● **What the task asks**
Work through the data below and give the number of lines holding the word "DateTime", without any other text.

● **Recorded data**

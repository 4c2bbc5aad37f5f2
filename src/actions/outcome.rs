//! Action results

use chrono::{DateTime, Utc};
use serde::Serialize;

use super::ActionError;
use crate::character::{Direction, Position};
use crate::dice::RollResult;

/// `{success, action, ...outcome fields, error?, timestamp}`
#[derive(Debug, Clone, PartialEq, Serialize)]
pub struct ActionResult {
    pub success: bool,
    pub action: String,
    #[serde(flatten)]
    pub outcome: Option<ActionOutcome>,
    #[serde(skip_serializing_if = "Option::is_none")]
    pub error: Option<String>,
    pub timestamp: DateTime<Utc>,
}

impl ActionResult {
    pub fn ok(action: &str, outcome: ActionOutcome) -> Self {
        Self {
            success: true,
            action: action.to_string(),
            outcome: Some(outcome),
            error: None,
            timestamp: Utc::now(),
        }
    }

    pub fn failed(action: &str, error: &ActionError) -> Self {
        Self {
            success: false,
            action: action.to_string(),
            outcome: None,
            error: Some(error.to_string()),
            timestamp: Utc::now(),
        }
    }
}

/// Action-specific fields of a successful result
#[derive(Debug, Clone, PartialEq, Serialize)]
#[serde(untagged)]
pub enum ActionOutcome {
    Attack(AttackOutcome),
    Defend(DefendOutcome),
    Spell(SpellOutcome),
    Move(MoveOutcome),
    Search(SearchOutcome),
    Speak(SpeakOutcome),
    Item(ItemOutcome),
    Custom(serde_json::Map<String, serde_json::Value>),
}

#[derive(Debug, Clone, PartialEq, Eq, Serialize)]
#[serde(rename_all = "camelCase")]
pub struct AttackOutcome {
    pub attack_roll: u32,
    pub attack_bonus: i32,
    pub total: i32,
    pub weapon: Option<String>,
    pub target: Option<String>,
    pub critical: bool,
    pub fumble: bool,
    /// Weapon damage dice plus strength, rolled when the equipped weapon
    /// carries a damage notation
    #[serde(skip_serializing_if = "Option::is_none")]
    pub damage: Option<RollResult>,
}

/// Ephemeral modifier for the caller to apply; never stored on the character
#[derive(Debug, Clone, PartialEq, Eq, Serialize)]
#[serde(rename_all = "camelCase")]
pub struct DefendOutcome {
    pub defense_bonus: i32,
}

#[derive(Debug, Clone, PartialEq, Eq, Serialize)]
#[serde(rename_all = "camelCase")]
pub struct SpellOutcome {
    pub spell: String,
    pub spell_level: u32,
    pub mana_cost: i32,
    pub mana_remaining: i32,
    pub target: Option<String>,
}

#[derive(Debug, Clone, PartialEq, Eq, Serialize)]
pub struct MoveOutcome {
    pub direction: Direction,
    pub distance: i32,
    pub position: Position,
}

#[derive(Debug, Clone, PartialEq, Eq, Serialize)]
#[serde(rename_all = "camelCase")]
pub struct SearchOutcome {
    pub roll: u32,
    pub wisdom_modifier: i32,
    pub perception: i32,
    pub area: Option<String>,
}

#[derive(Debug, Clone, PartialEq, Eq, Serialize)]
pub struct Speaker {
    pub id: String,
    pub name: String,
}

#[derive(Debug, Clone, PartialEq, Eq, Serialize)]
pub struct SpeakOutcome {
    pub speaker: Speaker,
    pub message: String,
    pub target: Option<String>,
    pub tone: String,
}

#[derive(Debug, Clone, PartialEq, Eq, Serialize)]
#[serde(rename_all = "camelCase")]
pub struct ItemOutcome {
    pub item_id: String,
    pub item_name: String,
    pub item_type: String,
    pub consumed: bool,
    #[serde(flatten)]
    pub effect: ItemEffect,
}

/// What using an item did
#[derive(Debug, Clone, PartialEq, Eq, Serialize)]
#[serde(tag = "effect", rename_all = "snake_case")]
pub enum ItemEffect {
    /// New health/mana values after drinking
    Potion {
        health: Option<i32>,
        mana: Option<i32>,
    },
    /// Spell cast from the scroll
    Scroll { spell: SpellOutcome },
    /// Tools have no mechanical effect
    Tool { description: String },
}
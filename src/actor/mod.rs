//! Character actors
//!
//! Each character runs as one tokio task that owns its [`CharacterState`]
//! and drains a single-consumer queue. Actions and events for the same
//! character are therefore applied one at a time in arrival order, while
//! different characters run fully in parallel.

mod roster;

pub use roster::{Roster, RosterError};

use std::sync::Arc;

use serde::Serialize;
use thiserror::Error;
use tokio::sync::{mpsc, oneshot};
use tracing::{debug, info};

use crate::actions::{ActionHandler, ActionProcessor, ActionResult};
use crate::character::{CharacterInfo, CharacterSheet, CharacterState, CombatPhase, GameState};
use crate::dice::DiceEngine;
use crate::events::{DispatchOutcome, EventAck, EventDispatcher, EventHook, TurnStrategy};
use crate::store::{CharacterStore, StoreError};

/// Default mailbox depth per character
pub const DEFAULT_QUEUE_DEPTH: usize = 64;

/// Actor communication errors
#[derive(Debug, Error)]
pub enum ActorError {
    #[error("character actor {0} has stopped")]
    Closed(String),
}

/// Reply to `join_session`
#[derive(Debug, Clone, PartialEq, Serialize)]
#[serde(rename_all = "camelCase")]
pub struct SessionJoin {
    pub success: bool,
    pub character_info: CharacterInfo,
}

/// Reply to `leave_session`
#[derive(Debug, Clone, PartialEq, Eq, Serialize)]
#[serde(rename_all = "camelCase")]
pub struct SessionLeave {
    pub success: bool,
    pub session_id: Option<String>,
}

/// Persistence bookkeeping for an actor
#[derive(Debug, Clone, Copy, PartialEq, Eq, Serialize)]
#[serde(rename_all = "camelCase")]
pub struct ActorStatus {
    pub version: u64,
    pub persist_failures: u64,
}

enum Command {
    Process {
        action_type: String,
        data: serde_json::Value,
        reply: oneshot::Sender<ActionResult>,
    },
    Dispatch {
        event_type: String,
        data: serde_json::Value,
        reply: oneshot::Sender<DispatchOutcome>,
    },
    EndTurn {
        reply: oneshot::Sender<CombatPhase>,
    },
    JoinSession {
        session_id: String,
        game_state: GameState,
        auth_token: Option<String>,
        reply: oneshot::Sender<SessionJoin>,
    },
    LeaveSession {
        reply: oneshot::Sender<SessionLeave>,
    },
    Info {
        reply: oneshot::Sender<CharacterInfo>,
    },
    Sheet {
        reply: oneshot::Sender<CharacterSheet>,
    },
    Status {
        reply: oneshot::Sender<ActorStatus>,
    },
}

/// Configures and spawns a character actor.
///
/// Extension strategies are registered here, before the actor starts.
pub struct ActorBuilder {
    store: Arc<dyn CharacterStore>,
    id: String,
    name: String,
    class: String,
    level: u32,
    queue_depth: usize,
    action_dice: DiceEngine,
    event_dice: DiceEngine,
    action_handlers: Vec<(String, Arc<dyn ActionHandler>)>,
    event_hooks: Vec<(String, Arc<dyn EventHook>)>,
    strategy: Option<Arc<dyn TurnStrategy>>,
}

impl ActorBuilder {
    pub fn new(store: Arc<dyn CharacterStore>, id: &str) -> Self {
        Self {
            store,
            id: id.to_string(),
            name: id.to_string(),
            class: "fighter".to_string(),
            level: 1,
            queue_depth: DEFAULT_QUEUE_DEPTH,
            action_dice: DiceEngine::default(),
            event_dice: DiceEngine::default(),
            action_handlers: Vec::new(),
            event_hooks: Vec::new(),
            strategy: None,
        }
    }

    /// Character this builder will load
    pub fn id(&self) -> &str {
        &self.id
    }

    /// Name, class and level used when no snapshot exists
    pub fn defaults(mut self, name: &str, class: &str, level: u32) -> Self {
        self.name = name.to_string();
        self.class = class.to_string();
        self.level = level;
        self
    }

    pub fn queue_depth(mut self, depth: usize) -> Self {
        self.queue_depth = depth.max(1);
        self
    }

    /// Dice for action resolution
    pub fn action_dice(mut self, dice: DiceEngine) -> Self {
        self.action_dice = dice;
        self
    }

    /// Dice for event handling (initiative)
    pub fn event_dice(mut self, dice: DiceEngine) -> Self {
        self.event_dice = dice;
        self
    }

    pub fn action_handler(mut self, tag: &str, handler: Arc<dyn ActionHandler>) -> Self {
        self.action_handlers.push((tag.to_string(), handler));
        self
    }

    pub fn event_hook(mut self, tag: &str, hook: Arc<dyn EventHook>) -> Self {
        self.event_hooks.push((tag.to_string(), hook));
        self
    }

    pub fn turn_strategy(mut self, strategy: Arc<dyn TurnStrategy>) -> Self {
        self.strategy = Some(strategy);
        self
    }

    /// Load the character and start its task
    pub async fn spawn(self) -> Result<CharacterHandle, StoreError> {
        let state =
            CharacterState::load(self.store, &self.id, &self.name, &self.class, self.level)
                .await?;

        let mut processor = ActionProcessor::new(self.action_dice);
        for (tag, handler) in self.action_handlers {
            processor.register(&tag, handler);
        }

        let mut dispatcher = EventDispatcher::new(self.event_dice);
        for (tag, hook) in self.event_hooks {
            dispatcher.register_hook(&tag, hook);
        }
        if let Some(strategy) = self.strategy {
            dispatcher.set_strategy(strategy);
        }

        let (tx, rx) = mpsc::channel(self.queue_depth);
        let actor = CharacterActor {
            state,
            processor,
            dispatcher,
        };
        tokio::spawn(actor.run(rx));

        Ok(CharacterHandle { id: self.id, tx })
    }
}

/// The task-side owner of one character
struct CharacterActor {
    state: CharacterState,
    processor: ActionProcessor,
    dispatcher: EventDispatcher,
}

impl CharacterActor {
    async fn run(mut self, mut rx: mpsc::Receiver<Command>) {
        info!("Character actor {} started", self.state.id());

        while let Some(command) = rx.recv().await {
            self.handle(command).await;
        }

        info!("Character actor {} stopped", self.state.id());
    }

    async fn handle(&mut self, command: Command) {
        // A dropped reply receiver only means the caller stopped waiting
        match command {
            Command::Process {
                action_type,
                data,
                reply,
            } => {
                let result = self
                    .processor
                    .process(&mut self.state, &action_type, &data)
                    .await;
                let _ = reply.send(result);
            }
            Command::Dispatch {
                event_type,
                data,
                reply,
            } => {
                let outcome = self.dispatch(&event_type, &data).await;
                let _ = reply.send(outcome);
            }
            Command::EndTurn { reply } => {
                self.state.end_turn().await;
                let _ = reply.send(self.state.phase());
            }
            Command::JoinSession {
                session_id,
                game_state,
                auth_token,
                reply,
            } => {
                self.state.join_session(&session_id, game_state).await;
                self.state.set_auth_token(auth_token);
                let _ = reply.send(SessionJoin {
                    success: true,
                    character_info: self.state.info(),
                });
            }
            Command::LeaveSession { reply } => {
                let session_id = self.state.leave_session().await;
                let _ = reply.send(SessionLeave {
                    success: true,
                    session_id,
                });
            }
            Command::Info { reply } => {
                let _ = reply.send(self.state.info());
            }
            Command::Sheet { reply } => {
                let _ = reply.send(self.state.sheet());
            }
            Command::Status { reply } => {
                let _ = reply.send(ActorStatus {
                    version: self.state.version(),
                    persist_failures: self.state.persist_failures(),
                });
            }
        }
    }

    /// Dispatch an event; a planned turn action is performed in the same
    /// step and the turn ended afterwards.
    async fn dispatch(&mut self, event_type: &str, data: &serde_json::Value) -> DispatchOutcome {
        let outcome = self
            .dispatcher
            .dispatch(&mut self.state, event_type, data)
            .await;

        let mut ack = match outcome {
            DispatchOutcome::Handled(ack) => ack,
            other => return other,
        };

        if let Some(planned) = ack.planned_action.clone() {
            if self.state.can_act() {
                debug!(
                    "{} performing planned {}",
                    self.state.id(),
                    planned.action_type
                );
                let result = self
                    .processor
                    .process(&mut self.state, &planned.action_type, &planned.data)
                    .await;
                ack.action_result = Some(result);
                self.state.end_turn().await;
                ack.phase = Some(self.state.phase());
            } else {
                ack.reason = Some("character cannot act".to_string());
            }
        }

        DispatchOutcome::Handled(ack)
    }
}

/// Caller-side handle to a character actor. Cheap to clone.
#[derive(Debug, Clone)]
pub struct CharacterHandle {
    id: String,
    tx: mpsc::Sender<Command>,
}

impl CharacterHandle {
    pub fn id(&self) -> &str {
        &self.id
    }

    /// Whether the actor task has stopped
    pub fn is_closed(&self) -> bool {
        self.tx.is_closed()
    }

    async fn request<T>(
        &self,
        make: impl FnOnce(oneshot::Sender<T>) -> Command,
    ) -> Result<T, ActorError> {
        let (reply, rx) = oneshot::channel();
        self.tx
            .send(make(reply))
            .await
            .map_err(|_| ActorError::Closed(self.id.clone()))?;
        rx.await.map_err(|_| ActorError::Closed(self.id.clone()))
    }

    /// Validate and resolve an action
    pub async fn process(
        &self,
        action_type: &str,
        data: serde_json::Value,
    ) -> Result<ActionResult, ActorError> {
        self.request(|reply| Command::Process {
            action_type: action_type.to_string(),
            data,
            reply,
        })
        .await
    }

    /// Dispatch an event, keeping the typed outcome
    pub async fn dispatch_outcome(
        &self,
        event_type: &str,
        data: serde_json::Value,
    ) -> Result<DispatchOutcome, ActorError> {
        self.request(|reply| Command::Dispatch {
            event_type: event_type.to_string(),
            data,
            reply,
        })
        .await
    }

    /// Dispatch an event. `None` means the handler failed and the outcome
    /// is unknown.
    pub async fn dispatch(
        &self,
        event_type: &str,
        data: serde_json::Value,
    ) -> Result<Option<EventAck>, ActorError> {
        Ok(self.dispatch_outcome(event_type, data).await?.ack())
    }

    /// End the active turn, returning the resulting phase
    pub async fn end_turn(&self) -> Result<CombatPhase, ActorError> {
        self.request(|reply| Command::EndTurn { reply }).await
    }

    pub async fn join_session(
        &self,
        session_id: &str,
        game_state: GameState,
        auth_token: Option<String>,
    ) -> Result<SessionJoin, ActorError> {
        self.request(|reply| Command::JoinSession {
            session_id: session_id.to_string(),
            game_state,
            auth_token,
            reply,
        })
        .await
    }

    pub async fn leave_session(&self) -> Result<SessionLeave, ActorError> {
        self.request(|reply| Command::LeaveSession { reply }).await
    }

    pub async fn info(&self) -> Result<CharacterInfo, ActorError> {
        self.request(|reply| Command::Info { reply }).await
    }

    pub async fn sheet(&self) -> Result<CharacterSheet, ActorError> {
        self.request(|reply| Command::Sheet { reply }).await
    }

    pub async fn status(&self) -> Result<ActorStatus, ActorError> {
        self.request(|reply| Command::Status { reply }).await
    }
}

● **Exercise response**
2